## INFORMATION PROVIDED:
++++++++
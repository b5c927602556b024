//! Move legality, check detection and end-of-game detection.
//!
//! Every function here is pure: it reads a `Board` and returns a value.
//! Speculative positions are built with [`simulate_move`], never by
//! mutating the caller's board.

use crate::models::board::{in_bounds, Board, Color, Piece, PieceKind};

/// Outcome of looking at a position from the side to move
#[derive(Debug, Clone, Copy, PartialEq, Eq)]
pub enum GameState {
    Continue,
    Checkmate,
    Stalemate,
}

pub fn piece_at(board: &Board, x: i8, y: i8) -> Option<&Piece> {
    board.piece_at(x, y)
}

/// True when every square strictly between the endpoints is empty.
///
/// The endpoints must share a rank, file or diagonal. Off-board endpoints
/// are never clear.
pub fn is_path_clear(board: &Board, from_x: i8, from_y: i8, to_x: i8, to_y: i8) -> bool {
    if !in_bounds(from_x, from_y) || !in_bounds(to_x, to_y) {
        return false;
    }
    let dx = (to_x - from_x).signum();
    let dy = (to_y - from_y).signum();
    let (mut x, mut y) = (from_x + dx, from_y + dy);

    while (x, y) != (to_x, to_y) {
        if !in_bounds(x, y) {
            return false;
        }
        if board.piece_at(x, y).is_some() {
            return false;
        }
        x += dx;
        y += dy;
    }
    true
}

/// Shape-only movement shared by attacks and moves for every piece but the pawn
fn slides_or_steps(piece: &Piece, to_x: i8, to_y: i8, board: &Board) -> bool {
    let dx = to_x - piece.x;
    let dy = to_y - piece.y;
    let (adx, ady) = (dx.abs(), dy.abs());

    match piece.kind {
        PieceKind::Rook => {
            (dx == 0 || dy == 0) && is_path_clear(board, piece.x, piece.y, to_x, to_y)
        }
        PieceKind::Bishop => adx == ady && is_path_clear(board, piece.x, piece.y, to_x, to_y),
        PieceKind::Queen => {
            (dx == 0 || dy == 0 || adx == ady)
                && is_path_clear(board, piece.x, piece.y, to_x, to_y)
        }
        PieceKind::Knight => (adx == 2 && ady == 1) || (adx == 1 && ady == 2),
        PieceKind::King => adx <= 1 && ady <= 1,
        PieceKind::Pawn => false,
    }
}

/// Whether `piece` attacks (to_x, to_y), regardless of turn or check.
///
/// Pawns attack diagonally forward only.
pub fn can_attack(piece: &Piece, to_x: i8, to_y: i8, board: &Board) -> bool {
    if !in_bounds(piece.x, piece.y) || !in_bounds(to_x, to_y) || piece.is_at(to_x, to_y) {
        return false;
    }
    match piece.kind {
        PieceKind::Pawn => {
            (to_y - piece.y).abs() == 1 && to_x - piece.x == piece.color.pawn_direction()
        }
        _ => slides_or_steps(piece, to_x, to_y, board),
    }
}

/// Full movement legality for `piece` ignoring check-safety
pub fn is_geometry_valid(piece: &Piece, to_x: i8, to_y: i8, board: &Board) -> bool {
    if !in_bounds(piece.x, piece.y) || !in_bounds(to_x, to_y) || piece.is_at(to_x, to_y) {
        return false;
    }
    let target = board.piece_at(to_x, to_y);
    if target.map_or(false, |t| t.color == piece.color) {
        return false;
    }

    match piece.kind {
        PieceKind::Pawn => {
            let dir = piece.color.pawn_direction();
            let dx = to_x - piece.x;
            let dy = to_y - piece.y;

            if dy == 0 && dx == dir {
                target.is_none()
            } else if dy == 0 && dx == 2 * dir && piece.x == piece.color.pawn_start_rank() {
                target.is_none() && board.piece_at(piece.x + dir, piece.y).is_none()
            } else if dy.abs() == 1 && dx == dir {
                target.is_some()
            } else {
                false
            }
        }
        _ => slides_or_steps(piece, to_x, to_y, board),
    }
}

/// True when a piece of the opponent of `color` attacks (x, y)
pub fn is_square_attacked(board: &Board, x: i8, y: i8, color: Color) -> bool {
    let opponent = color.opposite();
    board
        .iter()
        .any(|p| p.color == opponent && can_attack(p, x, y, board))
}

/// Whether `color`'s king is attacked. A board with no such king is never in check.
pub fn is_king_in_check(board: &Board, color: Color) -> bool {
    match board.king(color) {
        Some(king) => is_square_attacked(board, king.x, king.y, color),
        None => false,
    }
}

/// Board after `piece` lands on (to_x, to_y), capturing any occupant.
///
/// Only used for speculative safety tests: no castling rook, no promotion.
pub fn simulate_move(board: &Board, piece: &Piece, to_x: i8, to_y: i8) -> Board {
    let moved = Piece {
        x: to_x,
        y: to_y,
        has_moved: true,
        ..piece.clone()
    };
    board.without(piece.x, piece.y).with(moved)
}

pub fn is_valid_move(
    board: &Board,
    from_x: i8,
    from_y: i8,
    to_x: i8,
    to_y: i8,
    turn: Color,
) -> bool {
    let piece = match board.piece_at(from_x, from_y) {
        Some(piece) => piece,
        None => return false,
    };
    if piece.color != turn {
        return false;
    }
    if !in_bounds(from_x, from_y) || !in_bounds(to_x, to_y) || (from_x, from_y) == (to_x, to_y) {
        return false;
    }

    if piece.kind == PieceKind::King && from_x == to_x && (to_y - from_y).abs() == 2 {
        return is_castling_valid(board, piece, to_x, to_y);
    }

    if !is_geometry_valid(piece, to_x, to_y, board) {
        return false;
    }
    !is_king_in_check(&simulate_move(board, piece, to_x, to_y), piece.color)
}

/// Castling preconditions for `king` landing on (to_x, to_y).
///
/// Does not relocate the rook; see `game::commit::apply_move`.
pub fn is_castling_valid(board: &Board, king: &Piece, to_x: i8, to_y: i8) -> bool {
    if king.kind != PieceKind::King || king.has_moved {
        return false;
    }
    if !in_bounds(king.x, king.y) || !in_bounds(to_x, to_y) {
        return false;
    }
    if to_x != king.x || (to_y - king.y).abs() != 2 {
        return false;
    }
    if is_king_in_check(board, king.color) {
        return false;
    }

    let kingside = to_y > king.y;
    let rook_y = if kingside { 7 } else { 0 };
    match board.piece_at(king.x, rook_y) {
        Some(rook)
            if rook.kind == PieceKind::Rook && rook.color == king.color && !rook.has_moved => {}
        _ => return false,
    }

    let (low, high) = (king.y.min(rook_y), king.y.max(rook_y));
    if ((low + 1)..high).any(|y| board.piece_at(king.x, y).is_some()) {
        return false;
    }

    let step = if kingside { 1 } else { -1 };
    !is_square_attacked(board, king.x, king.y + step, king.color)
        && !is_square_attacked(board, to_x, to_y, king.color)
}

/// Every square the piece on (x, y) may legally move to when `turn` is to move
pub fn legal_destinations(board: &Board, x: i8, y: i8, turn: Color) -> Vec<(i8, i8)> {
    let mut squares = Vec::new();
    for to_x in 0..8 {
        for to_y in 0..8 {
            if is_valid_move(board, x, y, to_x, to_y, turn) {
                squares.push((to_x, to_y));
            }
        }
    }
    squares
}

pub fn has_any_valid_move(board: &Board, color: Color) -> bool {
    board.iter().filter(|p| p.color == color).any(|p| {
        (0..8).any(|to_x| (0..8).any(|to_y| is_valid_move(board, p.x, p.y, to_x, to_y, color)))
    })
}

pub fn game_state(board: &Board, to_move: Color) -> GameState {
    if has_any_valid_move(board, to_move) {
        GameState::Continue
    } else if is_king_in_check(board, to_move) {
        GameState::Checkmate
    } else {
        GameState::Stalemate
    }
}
++++++++
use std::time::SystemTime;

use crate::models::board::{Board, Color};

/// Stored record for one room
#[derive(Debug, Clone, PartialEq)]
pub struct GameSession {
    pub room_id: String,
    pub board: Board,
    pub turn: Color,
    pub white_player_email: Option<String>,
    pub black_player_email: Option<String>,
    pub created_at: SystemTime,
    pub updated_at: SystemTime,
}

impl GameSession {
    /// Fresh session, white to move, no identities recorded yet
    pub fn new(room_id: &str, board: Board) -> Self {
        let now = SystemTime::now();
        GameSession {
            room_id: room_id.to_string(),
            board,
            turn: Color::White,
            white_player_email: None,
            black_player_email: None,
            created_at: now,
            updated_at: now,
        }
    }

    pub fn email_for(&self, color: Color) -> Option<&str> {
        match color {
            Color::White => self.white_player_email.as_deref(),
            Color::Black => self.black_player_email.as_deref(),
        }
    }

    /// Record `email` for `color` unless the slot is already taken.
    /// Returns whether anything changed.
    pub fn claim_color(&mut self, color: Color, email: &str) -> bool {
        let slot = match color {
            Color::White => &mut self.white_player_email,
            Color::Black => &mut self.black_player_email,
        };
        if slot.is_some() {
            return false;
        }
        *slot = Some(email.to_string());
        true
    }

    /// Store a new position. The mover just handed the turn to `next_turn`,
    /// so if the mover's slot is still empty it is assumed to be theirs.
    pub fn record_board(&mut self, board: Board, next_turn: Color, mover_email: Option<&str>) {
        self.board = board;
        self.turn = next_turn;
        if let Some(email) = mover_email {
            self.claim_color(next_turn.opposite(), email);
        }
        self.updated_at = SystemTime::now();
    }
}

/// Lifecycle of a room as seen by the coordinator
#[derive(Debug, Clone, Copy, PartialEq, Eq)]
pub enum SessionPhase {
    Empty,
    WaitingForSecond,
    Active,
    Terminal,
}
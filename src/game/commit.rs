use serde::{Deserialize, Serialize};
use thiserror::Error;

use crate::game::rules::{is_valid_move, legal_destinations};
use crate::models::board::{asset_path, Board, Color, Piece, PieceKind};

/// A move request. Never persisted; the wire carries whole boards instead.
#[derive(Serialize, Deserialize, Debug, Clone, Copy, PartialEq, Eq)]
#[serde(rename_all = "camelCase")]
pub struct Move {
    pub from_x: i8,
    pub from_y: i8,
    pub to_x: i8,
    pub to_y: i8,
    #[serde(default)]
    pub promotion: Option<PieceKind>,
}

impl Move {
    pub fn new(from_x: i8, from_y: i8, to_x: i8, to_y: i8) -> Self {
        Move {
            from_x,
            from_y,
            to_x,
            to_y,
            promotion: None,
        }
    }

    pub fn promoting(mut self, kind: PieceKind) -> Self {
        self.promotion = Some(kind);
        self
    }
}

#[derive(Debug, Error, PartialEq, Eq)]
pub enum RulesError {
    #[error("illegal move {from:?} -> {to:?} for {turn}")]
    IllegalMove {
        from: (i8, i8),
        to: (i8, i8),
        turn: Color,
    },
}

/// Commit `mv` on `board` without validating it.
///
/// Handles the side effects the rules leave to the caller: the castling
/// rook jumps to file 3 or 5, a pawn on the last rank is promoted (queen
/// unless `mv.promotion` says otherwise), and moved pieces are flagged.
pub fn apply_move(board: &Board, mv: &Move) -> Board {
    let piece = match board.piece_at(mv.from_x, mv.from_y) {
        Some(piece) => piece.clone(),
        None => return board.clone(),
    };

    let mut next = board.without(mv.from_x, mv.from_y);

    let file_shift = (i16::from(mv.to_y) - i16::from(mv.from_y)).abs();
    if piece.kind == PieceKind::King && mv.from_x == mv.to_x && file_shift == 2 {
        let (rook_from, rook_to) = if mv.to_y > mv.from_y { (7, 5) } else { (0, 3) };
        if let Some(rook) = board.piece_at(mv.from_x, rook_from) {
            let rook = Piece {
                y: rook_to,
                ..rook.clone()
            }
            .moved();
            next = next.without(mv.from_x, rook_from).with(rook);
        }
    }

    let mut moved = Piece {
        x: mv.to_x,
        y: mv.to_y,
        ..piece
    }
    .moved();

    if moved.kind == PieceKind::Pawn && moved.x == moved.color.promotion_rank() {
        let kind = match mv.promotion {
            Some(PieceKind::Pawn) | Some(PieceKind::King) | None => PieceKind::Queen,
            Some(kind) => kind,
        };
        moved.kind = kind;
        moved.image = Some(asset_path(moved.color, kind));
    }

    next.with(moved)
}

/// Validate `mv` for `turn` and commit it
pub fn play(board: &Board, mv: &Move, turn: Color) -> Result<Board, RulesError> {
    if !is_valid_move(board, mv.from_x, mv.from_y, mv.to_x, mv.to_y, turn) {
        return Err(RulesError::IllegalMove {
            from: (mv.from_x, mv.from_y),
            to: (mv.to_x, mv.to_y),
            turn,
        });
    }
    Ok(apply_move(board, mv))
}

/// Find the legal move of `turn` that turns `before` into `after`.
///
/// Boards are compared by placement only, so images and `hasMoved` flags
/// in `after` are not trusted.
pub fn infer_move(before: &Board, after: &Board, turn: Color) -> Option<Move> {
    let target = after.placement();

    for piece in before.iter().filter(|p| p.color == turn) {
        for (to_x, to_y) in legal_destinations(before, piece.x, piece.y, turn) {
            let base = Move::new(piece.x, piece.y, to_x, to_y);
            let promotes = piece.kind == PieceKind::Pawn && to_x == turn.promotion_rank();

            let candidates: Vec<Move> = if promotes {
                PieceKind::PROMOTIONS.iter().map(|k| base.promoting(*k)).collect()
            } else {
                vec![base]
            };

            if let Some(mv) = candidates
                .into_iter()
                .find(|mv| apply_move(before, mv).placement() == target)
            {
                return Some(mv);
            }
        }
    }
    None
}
++++++++
## TASK DETAILS:
Reproduce only the lines above, starting at the line with "target.is_none() && board.piece_at(piece.x" and ending at the line with "if king.kind != PieceKind::King", exactly as written.

## RESPONSE BOX:
                target.is_none() && board.piece_at(piece.x + dir, piece.y).is_none()
            } else if dy.abs() == 1 && dx == dir {
                target.is_some()
            } else {
                false
            }
        }
        _ => slides_or_steps(piece, to_x, to_y, board),
    }
}

/// True when a piece of the opponent of `color` attacks (x, y)
pub fn is_square_attacked(board: &Board, x: i8, y: i8, color: Color) -> bool {
    let opponent = color.opposite();
    board
        .iter()
        .any(|p| p.color == opponent && can_attack(p, x, y, board))
}

/// Whether `color`'s king is attacked. A board with no such king is never in check.
pub fn is_king_in_check(board: &Board, color: Color) -> bool {
    match board.king(color) {
        Some(king) => is_square_attacked(board, king.x, king.y, color),
        None => false,
    }
}

/// Board after `piece` lands on (to_x, to_y), capturing any occupant.
///
/// Only used for speculative safety tests: no castling rook, no promotion.
pub fn simulate_move(board: &Board, piece: &Piece, to_x: i8, to_y: i8) -> Board {
    let moved = Piece {
        x: to_x,
        y: to_y,
        has_moved: true,
        ..piece.clone()
    };
    board.without(piece.x, piece.y).with(moved)
}

pub fn is_valid_move(
    board: &Board,
    from_x: i8,
    from_y: i8,
    to_x: i8,
    to_y: i8,
    turn: Color,
) -> bool {
    let piece = match board.piece_at(from_x, from_y) {
        Some(piece) => piece,
        None => return false,
    };
    if piece.color != turn {
        return false;
    }
    if !in_bounds(from_x, from_y) || !in_bounds(to_x, to_y) || (from_x, from_y) == (to_x, to_y) {
        return false;
    }

    if piece.kind == PieceKind::King && from_x == to_x && (to_y - from_y).abs() == 2 {
        return is_castling_valid(board, piece, to_x, to_y);
    }

    if !is_geometry_valid(piece, to_x, to_y, board) {
        return false;
    }
    !is_king_in_check(&simulate_move(board, piece, to_x, to_y), piece.color)
}

/// Castling preconditions for `king` landing on (to_x, to_y).
///
/// Does not relocate the rook; see `game::commit::apply_move`.
pub fn is_castling_valid(board: &Board, king: &Piece, to_x: i8, to_y: i8) -> bool {
    if king.kind != PieceKind::King || king.has_moved {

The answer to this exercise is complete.